12042020Headline:

France: Professeur décapité, le gouvernement ordonne la fermeture d’une mosquée

La mosquée de Pantin, dont l’imam avait relayé une vidéo, dénonçant le cours du professeur d’histoire assassiné vendredi, va fermer mercredi soir sur ordre du ministre Français de l’Intérieur, Gérald Darmanin.
Une nouvelle décision à la suite de l’assassinat de Samuel Paty. Le ministre Français de l’Intérieur, Gérald Darmanin, a annoncé, lundi 19 octobre, sur TF1 avoir demandé “au préfet de Seine-Saint-Denis de faire fermer la mosquée de Pantin”, qui avait notamment partagé sur sa page Facebook une vidéo dénonçant le cours sur les caricatures de Mahomet de l’enseignant tué le 16 octobre. La fermeture de la mosquée de Pantin, en Seine-Saint-Denis, sera effective mercredi soir, a-t-on appris mardi de sources concordantes. “Le délai d’exécution de la fermeture est de 48 heures, donc la mosquée sera fermée mercredi soir”, a indiqué à l’AFP une source proche du dossier.

La vidéo en question a été publiée par un père de famille en colère après que l’enseignant a montré des caricatures du prophète Mohamed à ses élèves. Cette vidéo a servi de point de départ à l’entreprise criminelle de l’assaillant de 18 ans, abattu rapidement après les faits. Bien que la vidéo ait été supprimée après le drame survenu vendredi, la polémique n’a cessé d’enfler et le gouvernement a multiplié, tout au long de la journée, les annonces visant des structures musulmanes qu’il considère comme des « ennemis de la République ».

Le ministre a par ailleurs affirmé que l’imam de la mosquée de Pantin avait ses enfants « scolarisés » dans une école clandestine fermée début octobre à Bobigny. « Des enfants de 2 à 6 ans portaient le hijab, sans cours de récréation, sans fenêtre, sans professeur », a souligné Gérald Darmanin.

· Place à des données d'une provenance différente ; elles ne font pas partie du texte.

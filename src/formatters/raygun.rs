//! Raygun crash-report shape.

use crate::config::FormatterConfig;
use crate::enrich::UserAgentInfo;
use crate::formatters::{
    origin_method, sanitize_token, user_state, Obj, RecordFormatter, UserState, MESSAGE_MAX,
    REFERRER_MAX, URL_MAX, USERNAME_MAX,
};
use crate::record::{truncate, LogRecord};
use serde_json::Value;
use std::sync::Arc;

pub struct RaygunFormatter {
    product: String,
    version: String,
    hostname: String,
    site_url: String,
    device: Option<Arc<dyn UserAgentInfo>>,
}

impl RaygunFormatter {
    pub fn new(config: &FormatterConfig) -> Self {
        RaygunFormatter {
            product: config.product.clone(),
            version: config.version.clone(),
            hostname: config.hostname.clone(),
            site_url: config.site_url.clone(),
            device: None,
        }
    }

    pub fn with_device(mut self, device: Arc<dyn UserAgentInfo>) -> Self {
        self.device = Some(device);
        self
    }

    fn error_class(&self, record: &LogRecord) -> String {
        let component = record
            .context_str("component")
            .map(sanitize_token)
            .filter(|c| !c.is_empty())
            .unwrap_or_else(|| "Unknown".to_string());
        format!(
            "{} {} {}",
            component,
            record.level.emoji(),
            record.level.incident_label()
        )
    }

    fn environment_block(&self, record: &LogRecord) -> Obj {
        let info = self
            .device
            .as_ref()
            .zip(record.extra_str("ua"))
            .and_then(|(device, ua)| device.classify(ua));
        match info {
            Some(info) => Obj::new()
                .put_opt("osVersion", match (info.os_name, info.os_version) {
                    (Some(name), Some(version)) => Some(format!("{} {}", name, version)),
                    (Some(name), None) => Some(name),
                    _ => None,
                })
                .put_opt("browserName", info.client_name)
                .put_opt("browserVersion", info.client_version)
                .put_opt("platform", info.brand)
                .put_opt("deviceName", info.model),
            None => Obj::new(),
        }
    }

    /// Tri-state user block: anonymous, pseudonymized (no identifier
    /// leaked), or resolved.
    fn user_block(&self, record: &LogRecord) -> Obj {
        match user_state(record) {
            UserState::Anonymous => Obj::new()
                .put("isAnonymous", true)
                .put("fullName", "Anonymous user"),
            UserState::Pseudonymized => Obj::new()
                .put("isAnonymous", false)
                .put("fullName", "Pseudonymized user"),
            UserState::Resolved { id, name } => Obj::new()
                .put("isAnonymous", false)
                .put_opt("identifier", id)
                .put_opt("fullName", name.map(|n| truncate(&n, USERNAME_MAX))),
            UserState::Absent => Obj::new(),
        }
    }
}

impl RecordFormatter for RaygunFormatter {
    fn format(&self, record: &LogRecord) -> Value {
        let error = Obj::new()
            .put("className", self.error_class(record))
            .put("message", truncate(&record.message, MESSAGE_MAX))
            .put(
                "stackTrace",
                Value::Array(vec![Obj::new()
                    .put("fileName", record.extra_str("file").unwrap_or("unknown"))
                    .put("lineNumber", record.extra_u64("line").unwrap_or(0))
                    .put("methodName", origin_method(record))
                    .build()]),
            )
            .build();

        let details = Obj::new()
            .put("machineName", self.hostname.as_str())
            .put(
                "version",
                record.context_str("version").unwrap_or(&self.version),
            )
            .put(
                "client",
                Obj::new()
                    .put("name", self.product.as_str())
                    .put("version", self.version.as_str())
                    .put("clientUrl", self.site_url.as_str())
                    .build(),
            )
            .put("error", error)
            .put(
                "tags",
                Value::Array(vec![
                    Value::from(record.channel_label()),
                    Value::from(record.level.bucket().as_str()),
                ]),
            )
            .put_if("environment", self.environment_block(record))
            .put_if(
                "request",
                Obj::new()
                    .put_opt("hostName", record.extra_str("server"))
                    .put_opt(
                        "url",
                        record.extra_str("url").map(|u| truncate(u, URL_MAX)),
                    )
                    .put_opt("httpMethod", record.http_method())
                    .put_opt("ipAddress", record.client_ip())
                    .put_if(
                        "headers",
                        Obj::new()
                            .put_opt(
                                "Referer",
                                record
                                    .extra_str("referrer")
                                    .map(|r| truncate(r, REFERRER_MAX)),
                            )
                            .put_opt("User-Agent", record.extra_str("ua")),
                    ),
            )
            .put_if("user", self.user_block(record));

        Obj::new()
            .put(
                "occurredOn",
                record
                    .timestamp
                    .to_rfc3339_opts(chrono::SecondsFormat::Secs, true),
            )
            .put("details", details.build())
            .build()
    }
}

#[cfg(test)]
mod tests {
    use super::*;
    use crate::level::Level;

    fn formatter() -> RaygunFormatter {
        RaygunFormatter::new(&FormatterConfig::default())
    }

    #[test]
    fn test_details_block() {
        let record = LogRecord::new(Level::Critical, "plugin", "white screen")
            .with_context("component", "Jetpack")
            .with_extra("file", "class.jetpack.php")
            .with_extra("line", 210u64)
            .with_extra("class", "Jetpack")
            .with_extra("function", "init");
        let out = formatter().format(&record);
        let details = &out["details"];
        assert_eq!(details["error"]["className"], "Jetpack 🔥 Error");
        assert_eq!(
            details["error"]["stackTrace"][0]["methodName"],
            "Jetpack::init"
        );
        assert_eq!(details["tags"][0], "Plugin");
        assert_eq!(details["tags"][1], "error");
        assert_eq!(details["client"]["name"], "logwire");
    }

    #[test]
    fn test_pseudonymized_user_not_leaked() {
        let record = LogRecord::new(Level::Error, "core", "m")
            .with_extra("userid", "{abcd1234}")
            .with_extra("username", "{abcd1234}");
        let out = formatter().format(&record);
        let user = &out["details"]["user"];
        assert_eq!(user["isAnonymous"], false);
        assert_eq!(user["fullName"], "Pseudonymized user");
        assert!(user.get("identifier").is_none());
        assert!(!out.to_string().contains("abcd1234"));
    }

    #[test]
    fn test_anonymous_user() {
        let record =
            LogRecord::new(Level::Error, "core", "m").with_extra("username", "anonymous");
        let out = formatter().format(&record);
        let user = &out["details"]["user"];
        assert_eq!(user["isAnonymous"], true);
        assert_eq!(user["fullName"], "Anonymous user");
    }

    #[test]
    fn test_resolved_user() {
        let record = LogRecord::new(Level::Error, "core", "m")
            .with_extra("userid", "12")
            .with_extra("username", "alice");
        let out = formatter().format(&record);
        let user = &out["details"]["user"];
        assert_eq!(user["identifier"], "12");
        assert_eq!(user["fullName"], "alice");
        assert_eq!(user["isAnonymous"], false);
    }

    #[test]
    fn test_user_block_absent_without_fields() {
        let record = LogRecord::new(Level::Error, "core", "m");
        let out = formatter().format(&record);
        assert!(out["details"].get("user").is_none());
        assert!(out["details"].get("request").is_none());
        assert!(out["details"].get("environment").is_none());
    }
}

Une quinzaine d’établissements, dont des écoles clandestines, des lieux de culte, des salles de sport ou encore des restaurants, ont été fermés en Seine-Saint-Denis depuis 2018, avait annoncé en février le préfet du département. Depuis 2017, 356 lieux de radicalisation ont été fermés en France, a indiqué Gérald Darmanin. Quinze personnes, dont quatre collégiens, sont actuellement en garde à vue et interrogées par les enquêteurs de l’antiterrorisme qui cherchent à établir si le meurtrier, un réfugié Russe tchétchène de 18 ans tué par la police, avait bénéficié de complicités.